Figure 3.

Formation and maintenance of EPEC pedestals is blocked by PD166326 and related kinase inhibitors. (a and b) Images of 3T3 cells treated with Src kinase inhibitor PP2 (25 μM; a) or with PD166326 (10 μM; b) and then infected with EPEC for 6 h. Cells were stained with DAPI to recognize bacteria (blue) and FITC-phalloidin to recognize actin (green). (c–f) Representative images taken with 20× objective from cells pretreated with 10 μM PP2 (c) or 10 μM PD 166326 (e) and infected with EPEC. Cells were stained with FITC-phalloidin (green) to recognize actin, and DAPI (our unpublished data) and quantitated (see MATERIALS AND METHODS).
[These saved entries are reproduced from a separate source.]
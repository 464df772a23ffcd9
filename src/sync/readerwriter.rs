//! Fair reader-writer lock built from one mutex and two condition variables.
//!
//! Threads that cannot be admitted right away take a ticket from a bounded
//! [`Ring`] and park on the condition variable of their role. Releasing a waiter
//! means flipping the token of the ring head from `*Waiting` to `*Pending` and
//! broadcasting on that role's condition variable. Condition variables make no
//! FIFO promise, so every woken thread re-checks that it is both the head and
//! pending, and the others go back to sleep.
//!
//! Whoever releases a waiter also bumps `reading`/`writing` on its behalf while
//! still holding the mutex, so the counters are right the moment the decision is
//! made and not whenever the OS gets around to running the woken thread.
//!
//! Once anybody is queued no newcomer takes the fast path, reader or not. That
//! is what keeps a steady stream of readers from starving a queued writer.

use std::{
    fmt,
    io::Write,
    sync::{Condvar, Mutex, MutexGuard},
};

use tracing::{debug, error, warn};

use super::{
    diagnostics::Snapshot,
    ring::Ring,
    token::{Role, Token, Want},
    ReaderWriter,
};
use crate::{
    config::Config,
    error::{Error, Result},
};

/// Where diagnostic lines go.
pub type Sink = Box<dyn Write + Send>;

struct State<S> {
    reading: usize,
    writing: usize,
    ring: Ring,
    tokens: S,
    sink: Option<Sink>,
}

impl<S> State<S>
where
    S: AsRef<[Token]> + AsMut<[Token]>,
{
    fn token(&self, ticket: usize) -> Token {
        self.tokens.as_ref()[ticket]
    }

    fn set(&mut self, ticket: usize, token: Token) {
        self.tokens.as_mut()[ticket] = token;
    }

    fn is_released(&self, ticket: usize, role: Role) -> bool {
        self.ring.peek() == Some(ticket) && self.token(ticket) == Token::pending(role)
    }

    /// Gives up `ticket` after its thread left the wait abnormally, taking back
    /// any credit a releaser already gave it.
    ///
    /// Abandoned tickets are revoked from the tail only, so one that still has
    /// live tickets behind it stays queued as [`Token::Abandoned`].
    fn abandon(&mut self, ticket: usize) {
        match self.token(ticket) {
            Token::ReaderPending => self.reading = self.reading.saturating_sub(1),
            Token::WriterPending => self.writing = 0,
            _ => {}
        }
        self.set(ticket, Token::Abandoned);
        while let Some(last) = self.ring.last() {
            if self.token(last) != Token::Abandoned {
                break;
            }
            self.ring.revoke_last();
            self.set(last, Token::Vacant);
        }
    }

    fn is_consistent(&self) -> bool {
        let exclusive = (self.reading > 0 && self.writing == 0)
            || (self.reading == 0 && self.writing <= 1);
        // only the head may have been picked for release
        let pending_at_head = self
            .ring
            .iter()
            .skip(1)
            .all(|ticket| !self.token(ticket).is_pending());
        exclusive && pending_at_head
    }

    fn snapshot(&self) -> Snapshot {
        Snapshot {
            reading: self.reading,
            writing: self.writing,
            queue: self
                .ring
                .iter()
                .map(|ticket| (ticket, self.token(ticket)))
                .collect(),
        }
    }
}

/// Reader-writer lock admitting waiters strictly in arrival order.
///
/// `S` is the token storage, one slot per thread that may be queued at once.
/// Its length is the ring capacity. Pass `&mut [Token]` to lend caller-owned
/// storage for the lifetime of the lock, or let
/// [`with_capacity`](FairRwLock::with_capacity) allocate it.
pub struct FairRwLock<S = Vec<Token>> {
    state: Mutex<State<S>>,
    readers: Condvar,
    writers: Condvar,
    capacity: usize,
    config: Config,
}

impl FairRwLock<Vec<Token>> {
    pub fn with_capacity(capacity: usize) -> Result<Self> {
        Self::new(vec![Token::Vacant; capacity])
    }
}

impl<S> FairRwLock<S>
where
    S: AsRef<[Token]> + AsMut<[Token]>,
{
    pub fn new(storage: S) -> Result<Self> {
        Self::with_config(storage, Config::default())
    }

    pub fn with_config(mut storage: S, config: Config) -> Result<Self> {
        let capacity = storage.as_ref().len();
        if capacity == 0 {
            return Err(Error::ZeroCapacity);
        }
        storage.as_mut().fill(Token::Vacant);
        Ok(Self {
            state: Mutex::new(State {
                reading: 0,
                writing: 0,
                ring: Ring::new(capacity),
                tokens: storage,
                sink: None,
            }),
            readers: Condvar::new(),
            writers: Condvar::new(),
            capacity,
            config,
        })
    }

    pub fn capacity(&self) -> usize {
        self.capacity
    }

    pub fn config(&self) -> &Config {
        &self.config
    }

    /// Tears the lock down and hands back the token storage.
    ///
    /// Fails with [`Error::Busy`] unless nobody is reading, writing or queued.
    pub fn fini(self) -> Result<S> {
        let state = self.state.into_inner().map_err(|_| Error::Poisoned)?;
        if state.reading != 0 || state.writing != 0 || !state.ring.is_empty() {
            return Err(Error::Busy {
                reading: state.reading,
                writing: state.writing,
                waiting: state.ring.len(),
            });
        }
        Ok(state.tokens)
    }

    /// Installs (or with `None`, removes) the sink every entry point dumps its
    /// view of the lock to, returning the previous one.
    pub fn attach_diagnostics(&self, sink: Option<Sink>) -> Result<Option<Sink>> {
        let mut state = self.lock()?;
        Ok(std::mem::replace(&mut state.sink, sink))
    }

    pub fn snapshot(&self) -> Result<Snapshot> {
        Ok(self.lock()?.snapshot())
    }

    fn lock(&self) -> Result<MutexGuard<'_, State<S>>> {
        self.state.lock().map_err(|_| {
            error!(lock = %self.config.name, "mutex poisoned");
            self.wake_all();
            Error::Poisoned
        })
    }

    /// Kicks every parked thread so it sees the poisoned mutex and bails out.
    fn wake_all(&self) {
        self.readers.notify_all();
        self.writers.notify_all();
    }

    fn violation(&self, state: &State<S>, op: &str) -> Error {
        let message = format!("{}::{op}: {}", self.config.name, state.snapshot());
        if self.config.strict {
            panic!("invariant violated in {message}");
        }
        error!(lock = %self.config.name, op, "invariant violated: {message}");
        Error::InvariantViolation(message)
    }

    fn condvar(&self, role: Role) -> &Condvar {
        match role {
            Role::Reader => &self.readers,
            Role::Writer => &self.writers,
        }
    }

    /// Queues the caller and blocks until its ticket is released at the head of
    /// the ring. The releaser has already accounted for the caller in the
    /// counters by the time this returns.
    fn suspend<'a>(
        &'a self,
        mut state: MutexGuard<'a, State<S>>,
        role: Role,
    ) -> Result<(MutexGuard<'a, State<S>>, usize)> {
        let op = match role {
            Role::Reader => "begin_read",
            Role::Writer => "begin_write",
        };
        let Some(ticket) = state.ring.request() else {
            warn!(lock = %self.config.name, %role, capacity = self.capacity, "ticket ring full");
            self.dump(&mut state, op);
            return Err(Error::Full {
                capacity: self.capacity,
            });
        };
        state.set(ticket, Token::waiting(role));
        self.log(&state, role, Some(ticket), "waiting");

        let mut state = match self
            .condvar(role)
            .wait_while(state, |state| !state.is_released(ticket, role))
        {
            Ok(state) => state,
            Err(poisoned) => {
                let mut state = poisoned.into_inner();
                state.abandon(ticket);
                error!(lock = %self.config.name, %role, ticket, "wait failed, ticket abandoned");
                drop(state);
                self.wake_all();
                return Err(Error::Poisoned);
            }
        };

        self.retire(&mut state, ticket, op)?;
        self.log(&state, role, Some(ticket), "running");
        Ok((state, ticket))
    }

    /// Dequeues the caller's own released ticket.
    fn retire(&self, state: &mut State<S>, ticket: usize, op: &str) -> Result<()> {
        if state.ring.dequeue(ticket).is_err() {
            state.abandon(ticket);
            return Err(self.violation(state, op));
        }
        state.set(ticket, Token::Vacant);
        Ok(())
    }

    /// Releases the ring head if it is a waiter `want` admits. Never looks past
    /// the head, so at most one ticket is released per call.
    fn resume(&self, state: &mut State<S>, want: Want) -> Option<Role> {
        let ticket = state.ring.peek()?;
        let token = state.token(ticket);
        let role = token
            .role()
            .filter(|&role| token.is_waiting() && want.admits(role))?;
        state.set(ticket, Token::pending(role));
        self.condvar(role).notify_all();
        self.log(state, role, Some(ticket), "signaled");
        Some(role)
    }

    fn log(&self, state: &State<S>, role: Role, ticket: Option<usize>, event: &str) {
        debug!(
            lock = %self.config.name,
            %role,
            ticket = ?ticket,
            reading = state.reading,
            writing = state.writing,
            waiting = state.ring.len(),
            "{event}"
        );
    }

    fn dump(&self, state: &mut State<S>, op: &str) {
        if state.sink.is_none() {
            return;
        }
        let line = format!(
            "{}::{op}({:p}): {}\n",
            self.config.name,
            self,
            state.snapshot()
        );
        if let Some(sink) = state.sink.as_mut() {
            if let Err(err) = sink.write_all(line.as_bytes()).and_then(|()| sink.flush()) {
                warn!(lock = %self.config.name, %err, "diagnostic sink failed");
            }
        }
    }

    /// Exit check of every entry point. `expected` is the op-specific condition.
    fn verify(&self, state: &State<S>, op: &str, expected: bool) -> Result<()> {
        if expected && state.is_consistent() {
            return Ok(());
        }
        Err(self.violation(state, op))
    }
}

impl<S> ReaderWriter for FairRwLock<S>
where
    S: AsRef<[Token]> + AsMut<[Token]>,
{
    fn begin_read(&self) -> Result<()> {
        let mut state = self.lock()?;
        self.log(&state, Role::Reader, None, "begin enter");

        let (mut state, ticket) = if state.writing == 0 && state.ring.is_empty() {
            state.reading += 1;
            (state, None)
        } else {
            let (state, ticket) = self.suspend(state, Role::Reader)?;
            (state, Some(ticket))
        };

        // Cascade: a reader right behind us may run too, and will in turn check
        // the reader behind it.
        if let Some(Role::Reader) = self.resume(&mut state, Want::Reader) {
            state.reading += 1;
        }

        self.log(&state, Role::Reader, ticket, "begin exit");
        self.dump(&mut state, "begin_read");
        let admitted = state.reading > 0 && state.writing == 0;
        self.verify(&state, "begin_read", admitted)
    }

    fn end_read(&self) -> Result<()> {
        let mut state = self.lock()?;
        self.log(&state, Role::Reader, None, "end enter");
        if state.reading == 0 {
            warn!(lock = %self.config.name, "end_read without begin_read");
            self.dump(&mut state, "end_read");
            return Err(Error::NotHeld { role: Role::Reader });
        }

        state.reading -= 1;
        if state.reading == 0 {
            match self.resume(&mut state, Want::Any) {
                Some(Role::Reader) => {
                    warn!(lock = %self.config.name, "reader was queued while no one was writing");
                    state.reading += 1;
                }
                Some(Role::Writer) => state.writing += 1,
                None => {}
            }
        }

        self.log(&state, Role::Reader, None, "end exit");
        self.dump(&mut state, "end_read");
        self.verify(&state, "end_read", true)
    }

    fn begin_write(&self) -> Result<()> {
        let mut state = self.lock()?;
        self.log(&state, Role::Writer, None, "begin enter");

        let (mut state, ticket) =
            if state.reading == 0 && state.writing == 0 && state.ring.is_empty() {
                state.writing = 1;
                (state, None)
            } else {
                let (state, ticket) = self.suspend(state, Role::Writer)?;
                (state, Some(ticket))
            };

        self.log(&state, Role::Writer, ticket, "begin exit");
        self.dump(&mut state, "begin_write");
        let admitted = state.reading == 0 && state.writing == 1;
        self.verify(&state, "begin_write", admitted)
    }

    fn end_write(&self) -> Result<()> {
        let mut state = self.lock()?;
        self.log(&state, Role::Writer, None, "end enter");
        if state.writing != 1 {
            warn!(lock = %self.config.name, "end_write without begin_write");
            self.dump(&mut state, "end_write");
            return Err(Error::NotHeld { role: Role::Writer });
        }

        state.writing = 0;
        match self.resume(&mut state, Want::Any) {
            Some(Role::Reader) => state.reading += 1,
            Some(Role::Writer) => state.writing += 1,
            None => {}
        }

        self.log(&state, Role::Writer, None, "end exit");
        self.dump(&mut state, "end_write");
        self.verify(&state, "end_write", true)
    }
}

impl<S> fmt::Debug for FairRwLock<S> {
    fn fmt(&self, f: &mut fmt::Formatter<'_>) -> fmt::Result {
        f.debug_struct("FairRwLock")
            .field("name", &self.config.name)
            .field("capacity", &self.capacity)
            .finish_non_exhaustive()
    }
}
Spatial distribution of the highest intensity pixels are exemplified in d for PP2 and f for PD and correspond to the actin pedestals in c and e. Arrowheads denote high-intensity pixels that did not correspond to pedestals and were excluded from the analysis. (g–i) Area occupied by the highest intensity pixels for EPEC treated according to the pretreatment (g and i) or reversal (h) regimens with DMSO, 10 μM PD166326, or 10 μM PP2. For i, PD analogs (SKI-DV-1-10 [DRV-1]; 10 μM) blocked EPEC pedestal formation but STI-571 (25 μM) did not. (j) Growth of EPEC was unaffected by treatment with PD166326. EPEC were cultured with either 0.1% DMSO (X) or 25 μM PD (Δ) and the OD 600 measured at the times indicated. Bar, 5 μm (a and b). Bar in e represents 40 μm and applies to c, d, and f as well.